■ Exercise: From the data that follows, print exactly the lines starting at the one containing "let last = match" and ending at the one containing "if elapsed >= policy.timeout"; include both of them and nothing more.

■ Exercise inputs:
//! Persisted fixture records: `meta.json` and `events.json`.

use serde::{Deserialize, Serialize};

use crate::event::Event;

/// One recorded write step (or the trailing end-state snapshot).
///
/// `event_indexes` point into the bundle's full event log.
#[derive(Debug, Clone, PartialEq, Eq, Serialize, Deserialize)]
pub struct RunStep {
    pub index: usize,
    /// Path of the pre-step snapshot, relative to the bundle directory.
    #[serde(default, skip_serializing_if = "Option::is_none")]
    pub snapshot_file: Option<String>,
    /// Hex SHA-256 of the snapshot file contents.
    #[serde(default, skip_serializing_if = "Option::is_none")]
    pub snapshot_sha256: Option<String>,
    pub tags: Vec<String>,
    pub event_indexes: Vec<usize>,
    #[serde(default)]
    pub event_types: Vec<String>,
}

/// Top-level shape of `meta.json`.
#[derive(Debug, Clone, Serialize, Deserialize)]
pub struct StepsDocument {
    pub steps: Vec<RunStep>,
}

/// Top-level shape of `events.json`.
#[derive(Debug, Clone, Serialize, Deserialize)]
pub struct EventsDocument {
    pub events: Vec<Event>,
}

/// Check that the steps' event indexes partition `0..event_count` in order.
///
/// Every event must belong to exactly one step and the steps must cover the
/// log front to back without gaps.
pub fn verify_partition(steps: &[RunStep], event_count: usize) -> Result<(), String> {
    let total: usize = steps.iter().map(|s| s.event_indexes.len()).sum();
    if total != event_count {
        return Err(format!(
            "steps reference {} events but the log has {}",
            total, event_count
        ));
    }

    let mut next = 0;
    for step in steps {
        if step.event_types.len() != step.event_indexes.len() && !step.event_types.is_empty() {
            return Err(format!(
                "step {} has {} event indexes but {} event types",
                step.index,
                step.event_indexes.len(),
                step.event_types.len()
            ));
        }
        for &i in &step.event_indexes {
            if i != next {
                return Err(format!(
                    "step {} references event {} where {} was expected",
                    step.index, i, next
                ));
            }
            next += 1;
        }
    }
    Ok(())
}

#[cfg(test)]
mod tests {
    use super::*;

    fn step(index: usize, events: &[usize]) -> RunStep {
        RunStep {
            index,
            snapshot_file: None,
            snapshot_sha256: None,
            tags: vec![],
            event_indexes: events.to_vec(),
            event_types: vec![],
        }
    }

    #[test]
    fn contiguous_partition_is_valid() {
        let steps = vec![step(0, &[0]), step(1, &[1, 2]), step(2, &[])];
        assert!(verify_partition(&steps, 3).is_ok());
    }

    #[test]
    fn missing_event_is_rejected() {
        let steps = vec![step(0, &[0]), step(1, &[1])];
        let err = verify_partition(&steps, 3).unwrap_err();
        assert!(err.contains("2 events but the log has 3"));
    }

    #[test]
    fn double_counted_event_is_rejected() {
        let steps = vec![step(0, &[0, 1]), step(1, &[1])];
        let err = verify_partition(&steps, 3).unwrap_err();
        assert!(err.contains("step 1 references event 1 where 2 was expected"));
    }

    #[test]
    fn snapshot_fields_are_omitted_when_absent() {
        let json = serde_json::to_value(step(0, &[0])).unwrap();
        assert!(json.get("snapshot_file").is_none());
        assert!(json.get("snapshot_sha256").is_none());
        assert_eq!(json["event_indexes"], serde_json::json!([0]));
    }
}
//! Fixed-interval polling.
//!
//! The provider's read-after-write lag is roughly constant, so the interval
//! never grows. Dropping a wait future cancels it.

use std::future::Future;
use std::time::Duration;

use tokio::time::{sleep, sleep_until, Instant};

#[derive(Debug, Clone, Copy, PartialEq, Eq)]
pub struct WaitPolicy {
    pub interval: Duration,
    pub timeout: Duration,
}

impl WaitPolicy {
    pub const fn new(interval: Duration, timeout: Duration) -> Self {
        WaitPolicy { interval, timeout }
    }
}

impl Default for WaitPolicy {
    fn default() -> Self {
        WaitPolicy::new(Duration::from_millis(500), Duration::from_secs(10))
    }
}

/// Outcome of a single poll.
#[derive(Debug, Clone, PartialEq)]
pub enum Probe<T> {
    /// Condition met; the wait returns this value.
    Ready(T),
    /// Not yet; kept as the last observation for the timeout report.
    Pending(T),
}

#[derive(Debug)]
pub enum WaitError<T, E> {
    TimedOut { last: Option<T>, elapsed: Duration },
    Probe(E),
}

/// Poll `probe` every `policy.interval` until it reports [`Probe::Ready`].
///
/// The probe always runs at least once. Probe errors end the wait
/// immediately; only "not yet" is retried.
pub async fn wait_for<T, E, F, Fut>(policy: WaitPolicy, mut probe: F) -> Result<T, WaitError<T, E>>
where
    F: FnMut() -> Fut,
    Fut: Future<Output = Result<Probe<T>, E>>,
{
    let start = Instant::now();
    let mut attempts: u32 = 0;
    loop {
        attempts += 1;
        let last = match probe().await.map_err(WaitError::Probe)? {
            Probe::Ready(value) => return Ok(value),
            Probe::Pending(value) => value,
        };

        sleep(policy.interval).await;
        let elapsed = start.elapsed();
        if elapsed >= policy.timeout {
            tracing::debug!(attempts, ?elapsed, "wait timed out");
            return Err(WaitError::TimedOut {
                last: Some(last),
                elapsed,
            });
        }
    }
}

/// Sleep until `deadline`. Returns immediately if it has passed.
pub async fn wait_until(deadline: Instant) {
    sleep_until(deadline).await;
}
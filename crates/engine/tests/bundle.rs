//! End-to-end: run a timeline and write the fixture bundle.

use std::fs;
use std::sync::Arc;
use std::time::Duration;

use eventseq_core::{verify_partition, EventsDocument, StepsDocument};
use eventseq_engine::{FixtureWriter, RunOptions, Runner};
use eventseq_testkit::{fixtures, FakeExporter, InMemoryProvider};
use sha2::{Digest, Sha256};

#[tokio::test(start_paused = true)]
async fn create_update_bundle_on_disk() {
    let data_dir = tempfile::tempdir().unwrap();
    let scratch = tempfile::tempdir().unwrap();
    let provider = Arc::new(InMemoryProvider::with_lag(Duration::from_millis(800)));
    let exporter = FakeExporter::new(Arc::clone(&provider));

    let writer = FixtureWriter::new(data_dir.path(), "customer_cu");
    writer.prepare().unwrap();

    let options = RunOptions {
        scratch_dir: scratch.path().to_path_buf(),
        write_diff_files: false,
        ..RunOptions::default()
    };
    let record = Runner::new(&*provider, options)
        .with_exporter(&exporter)
        .run(fixtures::create_update(&provider))
        .await
        .unwrap();
    let steps = writer.write(record).unwrap();

    let dir = writer.dir();
    for i in 0..3 {
        assert!(dir.join(format!("downloads/dl-step-{}.snapshot", i)).is_file());
    }
    assert_eq!(fs::read_dir(scratch.path()).unwrap().count(), 0);

    let meta: StepsDocument =
        serde_json::from_str(&fs::read_to_string(dir.join("meta.json")).unwrap()).unwrap();
    let events: EventsDocument =
        serde_json::from_str(&fs::read_to_string(dir.join("events.json")).unwrap()).unwrap();
    assert_eq!(meta.steps, steps);
    assert_eq!(events.events.len(), 2);
    verify_partition(&meta.steps, events.events.len()).unwrap();

    assert_eq!(meta.steps[0].tags, ["c"]);
    assert_eq!(meta.steps[1].tags, ["u"]);
    assert_eq!(
        meta.steps[0].snapshot_file.as_deref(),
        Some("downloads/dl-step-0.snapshot")
    );
    for step in &meta.steps {
        let file = dir.join(step.snapshot_file.as_ref().unwrap());
        let digest = format!("{:x}", Sha256::digest(fs::read(file).unwrap()));
        assert_eq!(step.snapshot_sha256.as_deref(), Some(digest.as_str()));
    }

    let raw = fs::read_to_string(dir.join("meta.json")).unwrap();
    assert!(raw.starts_with("{\n    \"steps\": ["));

    let md = fs::read_to_string(dir.join("steps.md")).unwrap();
    assert!(md.starts_with("--- step_id-0, c, has_dl, 2020-09-13T12:26:40.000Z ---\n"));
    assert!(md.contains("- 0. `customer.created`, `cus_1`, `evt_000001`"));
    assert!(md.contains("--- step_id-1, u, has_dl, 2020-09-13T12:26:43.000Z ---"));
    assert!(md.contains("--- step_id-2, has_dl,  ---"));
}

#[tokio::test(start_paused = true)]
async fn snapshot_extension_is_configurable() {
    let data_dir = tempfile::tempdir().unwrap();
    let provider = Arc::new(InMemoryProvider::new());
    let exporter = FakeExporter::new(Arc::clone(&provider));
    let writer = FixtureWriter::new(data_dir.path(), "k").with_snapshot_extension("sqlite");
    writer.prepare().unwrap();

    let options = RunOptions {
        scratch_dir: data_dir.path().to_path_buf(),
        ..RunOptions::default()
    };
    let record = Runner::new(&*provider, options)
        .with_exporter(&exporter)
        .run(fixtures::create_update(&provider))
        .await
        .unwrap();
    let steps = writer.write(record).unwrap();
    assert_eq!(
        steps[2].snapshot_file.as_deref(),
        Some("downloads/dl-step-2.sqlite")
    );
}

■ Your response:
        let last = match probe().await.map_err(WaitError::Probe)? {
            Probe::Ready(value) => return Ok(value),
            Probe::Pending(value) => value,
        };

        sleep(policy.interval).await;
        let elapsed = start.elapsed();
        if elapsed >= policy.timeout {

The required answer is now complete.